Healthwise, I concluded with my weekly massages by Diana, but when leaving the office I saw her for the first time without her mask and discovered that she is so astonishingly beautiful, I may need to resume. I also have been to Aileen at the Marsden annex for my pelvic exercises check-up and to the GP office for a blood test. For the rest, both Richard and I appear to be holding our own for now.

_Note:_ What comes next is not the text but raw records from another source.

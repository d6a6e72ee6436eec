//! Registry and config-center synchronization daemon.
//!
//! - [`SyncServer`]: wires a config provider to the registry and config
//!   engines, health probing and stat reporting
//! - [`RegsyncConfig`]: bootstrap settings read from TOML
//! - [`FileConfigProvider`]: sync document from a polled local file
//! - [`FileReportHandler`]: stat batches rendered to the log

pub mod config_file;
pub mod error;
pub mod provider;
pub mod reporter;
mod server;

pub use config_file::{RegsyncConfig, DEFAULT_CONFIG_PATH};
pub use error::{DaemonError, Result};
pub use provider::FileConfigProvider;
pub use reporter::FileReportHandler;
pub use server::{ServerSettings, SyncServer, SyncServerBuilder};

With the lockdown, our Thanksgiving dinner at the Club was cancelled. Being already to begin the cooking at home, I phoned the butcher about the delivery of our substitute goose. ‘Thanksgiving is not this today,’ they had to tell me, ‘but the Thursday of next week!’ It’s at points like this I find myself repeating that ‘old age can be so much fun’. At least the bird turned out to be delicious. And our Zoom with Barbara, Patrick, Helen and John made it all feel like a Thanksgiving. In truth, Richard and I are aware that we have so very much for much to be grateful. On the 13th of November, Chloë messaged me that the sale of her Carnac Street flat had been accepted to go through, and a week later she and Matt phoned to say ecstatically that they had closed and were therefore finally free from the two landladies that had tortured Chloë for years. We cancelled on going over to Gowlett Street for dinner and ended up watching Paula Murrihy at home in a wonderful online broadcast of Handel’s Ariodante from the Royal Opera House in Covent Garden. Two weeks earlier, Gin popped in for an afternoon tea, and yesterday, our first post-shutdown day, we met Padma at the Beaufort House for cappuccini.

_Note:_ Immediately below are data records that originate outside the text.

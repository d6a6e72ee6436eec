//! Error types for sync engine operations.
//!
//! All errors implement `std::error::Error` via `thiserror`.

use regsync_types::{ParseError, ResourceType};
use std::io;
use thiserror::Error;

/// Result type alias for sync engine operations.
pub type SyncResult<T> = Result<T, SyncError>;

/// Errors that can occur while validating, applying or running sync tasks.
#[derive(Debug, Error)]
pub enum SyncError {
    /// A document failed validation; the running configuration is kept.
    #[error("Invalid configuration for {field}: {message}")]
    InvalidConfig {
        /// The offending field path (e.g. "tasks[orders].source.addresses").
        field: String,
        /// Error message.
        message: String,
    },

    /// No adapter is registered for an endpoint's backend type.
    #[error("Unsupported backend type '{resource_type}' for endpoint '{endpoint}'")]
    UnsupportedBackend {
        /// Endpoint name.
        endpoint: String,
        /// The backend type without an adapter.
        resource_type: ResourceType,
    },

    /// A backend call failed or returned a non-success status.
    #[error("Backend operation failed: {operation}: {message}")]
    Backend {
        /// The operation that failed (e.g. "list_instances").
        operation: String,
        /// Error message.
        message: String,
    },

    /// The configured provider name has no registered implementation.
    #[error("Config provider '{name}' not found")]
    ProviderNotFound {
        /// The requested provider name.
        name: String,
    },

    /// A config provider failed to initialize or read its source.
    #[error("Config provider error: {message}")]
    Provider {
        /// Error message.
        message: String,
    },

    /// Filesystem error (backup file, watched file).
    #[error("I/O error: {0}")]
    Io(#[from] io::Error),

    /// Document parse failure.
    #[error(transparent)]
    Parse(#[from] ParseError),

    /// Internal error (unexpected state).
    #[error("Internal error: {message}")]
    Internal {
        /// Error message.
        message: String,
    },
}

impl SyncError {
    /// Creates an invalid configuration error.
    pub fn invalid_config(field: impl Into<String>, message: impl Into<String>) -> Self {
        Self::InvalidConfig {
            field: field.into(),
            message: message.into(),
        }
    }

    /// Creates an unsupported backend error.
    pub fn unsupported_backend(endpoint: impl Into<String>, resource_type: ResourceType) -> Self {
        Self::UnsupportedBackend {
            endpoint: endpoint.into(),
            resource_type,
        }
    }

    /// Creates a backend error.
    pub fn backend(operation: impl Into<String>, message: impl Into<String>) -> Self {
        Self::Backend {
            operation: operation.into(),
            message: message.into(),
        }
    }

    /// Creates a provider error.
    pub fn provider(message: impl Into<String>) -> Self {
        Self::Provider {
            message: message.into(),
        }
    }

    /// Creates an internal error.
    pub fn internal(message: impl Into<String>) -> Self {
        Self::Internal {
            message: message.into(),
        }
    }

    /// Returns true if this error is a transient condition that the next
    /// pull run or watch retry may clear.
    pub fn is_retryable(&self) -> bool {
        matches!(
            self,
            SyncError::Backend { .. } | SyncError::Io(_) | SyncError::Provider { .. }
        )
    }

    /// Returns true if this error rejects a configuration revision.
    pub fn is_config_error(&self) -> bool {
        matches!(
            self,
            SyncError::InvalidConfig { .. } | SyncError::UnsupportedBackend { .. }
        )
    }
}

#[cfg(test)]
mod tests {
    use super::*;

    #[test]
    fn test_error_display() {
        let err = SyncError::invalid_config("tasks[0].name", "must not be empty");
        assert_eq!(
            err.to_string(),
            "Invalid configuration for tasks[0].name: must not be empty"
        );
    }

    #[test]
    fn test_unsupported_backend_display() {
        let err = SyncError::unsupported_backend("zk-east", ResourceType::Zookeeper);
        assert_eq!(
            err.to_string(),
            "Unsupported backend type 'zookeeper' for endpoint 'zk-east'"
        );
    }

    #[test]
    fn test_is_retryable() {
        assert!(SyncError::backend("list_instances", "timeout").is_retryable());
        assert!(!SyncError::invalid_config("methods", "empty").is_retryable());
        assert!(!SyncError::internal("bug").is_retryable());
    }

    #[test]
    fn test_is_config_error() {
        assert!(SyncError::unsupported_backend("x", ResourceType::Kong).is_config_error());
        assert!(!SyncError::backend("watch", "refused").is_config_error());
    }
}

The sad event was the massive heart attack that Tina Dare / Bella Mahri, priestess of Bast, recently had. She passed away yesterday on the 30th of November.

Reading-wise, I have finished Gelli’s book on Julius Evola. It was relatively absorbing but did not further my interest in the man. Much more fascinating was Anne Glenconner’s book, a gift from Stephen and Roberto, Lady in Waiting: My Extraordinary Life in the Shadow of the Crown. She has managed to convey Princess Margaret as a much more likeable character than she came to be portrayed in the press. Anne’s life with a most unusual but highly engaging husband, her loss of two sons and the horrible accident that her third son had had, and her times in the Caribbean have been colourful and/or challenging or both. I found her story utterly captivating and highly recommend her book.

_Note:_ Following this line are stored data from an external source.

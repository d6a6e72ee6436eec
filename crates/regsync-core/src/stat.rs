//! Health stat aggregation and reporting.
//!
//! Readings are accumulated per [`Dimension`]. Every flush takes a
//! read-and-reset snapshot of all counters and hands the batch to each
//! enabled reporter. A dimension found at (0, 0) on two consecutive flushes
//! is evicted so counters for removed tasks do not pile up.

use crate::error::SyncResult;
use crate::plugin::PluginTable;
use crate::worker::{fixed_delay, WorkerHandle};
use async_trait::async_trait;
use dashmap::DashMap;
use parking_lot::{Mutex, RwLock};
use regsync_types::{
    defaults, Dimension, Health, HealthRecord, ReportConfig, ReportTarget, StatInfo, TargetType,
};
use std::collections::HashSet;
use std::sync::atomic::{AtomicU64, Ordering};
use std::sync::Arc;
use std::time::Duration;
use tokio_util::sync::CancellationToken;
use tracing::{debug, error, info};

/// A destination for flushed stat batches.
#[async_trait]
pub trait ReportHandler: Send + Sync {
    fn target_type(&self) -> TargetType;

    async fn init(&mut self, target: &ReportTarget) -> SyncResult<()>;

    async fn report_stat(&self, stat: &StatInfo);
}

/// Registration table of reporter implementations.
pub type Reporters = PluginTable<TargetType, dyn ReportHandler>;

#[derive(Debug, Default)]
struct Counter {
    total: AtomicU64,
    errors: AtomicU64,
}

impl Counter {
    fn add(&self, health: Health) {
        self.total.fetch_add(health.total, Ordering::Relaxed);
        self.errors.fetch_add(health.errors, Ordering::Relaxed);
    }

    fn take(&self) -> Health {
        Health::new(
            self.total.swap(0, Ordering::Relaxed),
            self.errors.swap(0, Ordering::Relaxed),
        )
    }

    fn is_zero(&self) -> bool {
        self.total.load(Ordering::Relaxed) == 0 && self.errors.load(Ordering::Relaxed) == 0
    }
}

pub struct StatReportAggregator {
    reporters: Reporters,
    counters: DashMap<Dimension, Counter>,
    quiet: Mutex<HashSet<Dimension>>,
    handlers: RwLock<Arc<Vec<Arc<dyn ReportHandler>>>>,
    targets: tokio::sync::Mutex<Option<HashSet<ReportTarget>>>,
    ticker: Mutex<Option<WorkerHandle>>,
    root: CancellationToken,
}

impl StatReportAggregator {
    pub fn new(reporters: Reporters) -> Self {
        Self {
            reporters,
            counters: DashMap::new(),
            quiet: Mutex::new(HashSet::new()),
            handlers: RwLock::new(Arc::new(Vec::new())),
            targets: tokio::sync::Mutex::new(None),
            ticker: Mutex::new(None),
            root: CancellationToken::new(),
        }
    }

    /// Returns true if a reporter is registered for `target_type`.
    pub fn supports(&self, target_type: TargetType) -> bool {
        self.reporters.supports(&target_type)
    }

    /// Installs reporters and starts the flush loop.
    pub async fn init(self: &Arc<Self>, config: Option<&ReportConfig>) {
        self.reload(config).await;
        let period = config.map_or(
            Duration::from_millis(defaults::REPORT_INTERVAL_MS),
            ReportConfig::interval,
        );
        self.start(period);
    }

    /// Starts the flush loop; the first flush happens one period from now.
    pub fn start(self: &Arc<Self>, period: Duration) {
        let mut ticker = self.ticker.lock();
        if ticker.is_some() {
            return;
        }
        let this = Arc::clone(self);
        *ticker = Some(WorkerHandle::spawn(&self.root, move |token| {
            fixed_delay("stat flush".to_string(), period, period, token, move || {
                let this = Arc::clone(&this);
                async move {
                    this.flush().await;
                }
            })
        }));
        info!(period_ms = period.as_millis() as u64, "stat report started");
    }

    /// Swaps the reporter set if the enabled targets changed.
    pub async fn reload(&self, config: Option<&ReportConfig>) {
        let targets: HashSet<ReportTarget> = config
            .map(|c| c.targets.iter().filter(|t| t.enable).cloned().collect())
            .unwrap_or_default();

        let mut last = self.targets.lock().await;
        if last.as_ref() == Some(&targets) {
            return;
        }

        let mut handlers: Vec<Arc<dyn ReportHandler>> = Vec::with_capacity(targets.len());
        for target in &targets {
            let Some(mut handler) = self.reporters.create(&target.target_type) else {
                error!(target_type = %target.target_type, "no reporter registered for target type");
                continue;
            };
            match handler.init(target).await {
                Ok(()) => handlers.push(Arc::from(handler)),
                Err(e) => {
                    error!(target_type = %target.target_type, error = %e, "failed to init reporter")
                }
            }
        }
        info!(reporters = handlers.len(), "stat reporters reloaded");
        *self.handlers.write() = Arc::new(handlers);
        *last = Some(targets);
    }

    /// Accumulates one reading.
    pub fn report_health_status(&self, dimension: Dimension, health: Health) {
        self.counters.entry(dimension.clone()).or_default().add(health);
        if !health.is_zero() {
            self.quiet.lock().remove(&dimension);
        }
    }

    pub fn report_record(&self, record: HealthRecord) {
        self.report_health_status(record.dimension, Health::new(record.total, record.errors));
    }

    /// Evicts quiet dimensions, snapshots-and-resets the rest and hands
    /// the batch to every reporter. Returns the batch.
    pub async fn flush(&self) -> StatInfo {
        self.collect_garbage();

        let mut records: Vec<HealthRecord> = self
            .counters
            .iter()
            .map(|entry| {
                let health = entry.value().take();
                HealthRecord {
                    dimension: entry.key().clone(),
                    total: health.total,
                    errors: health.errors,
                }
            })
            .collect();
        records.sort_by(|a, b| a.dimension.cmp(&b.dimension));
        let stat = StatInfo { records };

        let handlers = Arc::clone(&self.handlers.read());
        for handler in handlers.iter() {
            handler.report_stat(&stat).await;
        }
        stat
    }

    fn collect_garbage(&self) {
        let mut quiet = self.quiet.lock();
        let zero: Vec<Dimension> = self
            .counters
            .iter()
            .filter(|entry| entry.value().is_zero())
            .map(|entry| entry.key().clone())
            .collect();

        let mut still_quiet = HashSet::with_capacity(zero.len());
        for dimension in zero {
            if quiet.contains(&dimension)
                && self
                    .counters
                    .remove_if(&dimension, |_, counter| counter.is_zero())
                    .is_some()
            {
                debug!(name = %dimension.name, "evicted quiet stat dimension");
                continue;
            }
            still_quiet.insert(dimension);
        }
        *quiet = still_quiet;
    }

    /// Dimensions currently tracked.
    pub fn dimensions(&self) -> Vec<Dimension> {
        let mut dims: Vec<Dimension> = self.counters.iter().map(|e| e.key().clone()).collect();
        dims.sort();
        dims
    }

    pub fn reporter_count(&self) -> usize {
        self.handlers.read().len()
    }

    pub async fn destroy(&self) {
        let ticker = self.ticker.lock().take();
        if let Some(handle) = ticker {
            handle.shutdown().await;
        }
        self.root.cancel();
        *self.handlers.write() = Arc::new(Vec::new());
    }
}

Apart for visiting the magnificent Wellington Monument, statue of Achilles, one day in Hyde Park, it has mostly been domestic bliss. Our 13-day yuletide celebrations begin in eight days on the 11th of December, and I ordered the turkey today. The American elections on the 3rd of November were most disappointing for not having been the landslide for which we had prayed. In this respect, Fintan O’Toole’s "Democracy's Afterlife" in The New York Review of Books (3.12.20) is a must read. In explaining the necromantic appeal of Trumpism, he lets us know that what "Trump stumbled on was ... to embrace and enforce minority rule. This possibility is built into the American system [my emphasis]. The electoral college, the massive imbalance in representation in the Senate, the ability to gerrymander congressional districts, voter suppression, and the politicalization of the Supreme Court - these methods for imposing on the majority the will of the minority have always been available. Trump transformed them from tactical tools to permanent, strategic necessities. ... Voter suppression, gerrymandering, and the use of the Supreme Court to hand electoral victories to the Republicans are no longer dirty tricks. They are patriotic imperatives. They are not last resorts but first principles." In describing "zombie politics," O'Toole allows that the "dominant power in the land, the undead Republican Party, has made majority rule aberrant." Though I remember as well that Gore Vidal said that it does not matter which party is in control because they both work for the same bank. We have a great burden of hope ahead of us but also a great burden of work to do.